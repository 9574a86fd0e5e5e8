// SPDX-License-Identifier: PMPL-1.0-or-later
// Copyright (c) 2026 Jonathan D.A. Jewell (hyperpolymath) <jonathan.jewell@open.ac.uk>
//
// reviewkit Orchestrator: decides whether and how to request an in-app
// review, and falls back to the store listing when it can't. Sits between
// the method channel and the platform bridge from `reviewkit-bridge`.

pub mod channel;
pub mod host;
pub mod orchestrator;
pub mod retry;

pub use channel::{dispatch, MethodCall, MethodResponse, ReviewMethod};
pub use host::{HostBinding, HostState};
pub use orchestrator::ReviewOrchestrator;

________________

=== What the exercise asks ===
Retype the records in their entirety, matching each one exactly.

=== Solution for this exercise ===
repository 9574a86fd0e5e5e8
// SPDX-License-Identifier: PMPL-1.0-or-later
// Copyright (c) 2026 Jonathan D.A. Jewell (hyperpolymath) <jonathan.jewell@open.ac.uk>
//
// reviewkit Orchestrator: decides whether and how to request an in-app
// review, and falls back to the store listing when it can't. Sits between
// the method channel and the platform bridge from `reviewkit-bridge`.

pub mod channel;
pub mod host;
pub mod orchestrator;
pub mod retry;

pub use channel::{dispatch, MethodCall, MethodResponse, ReviewMethod};
pub use host::{HostBinding, HostState};
pub use orchestrator::ReviewOrchestrator;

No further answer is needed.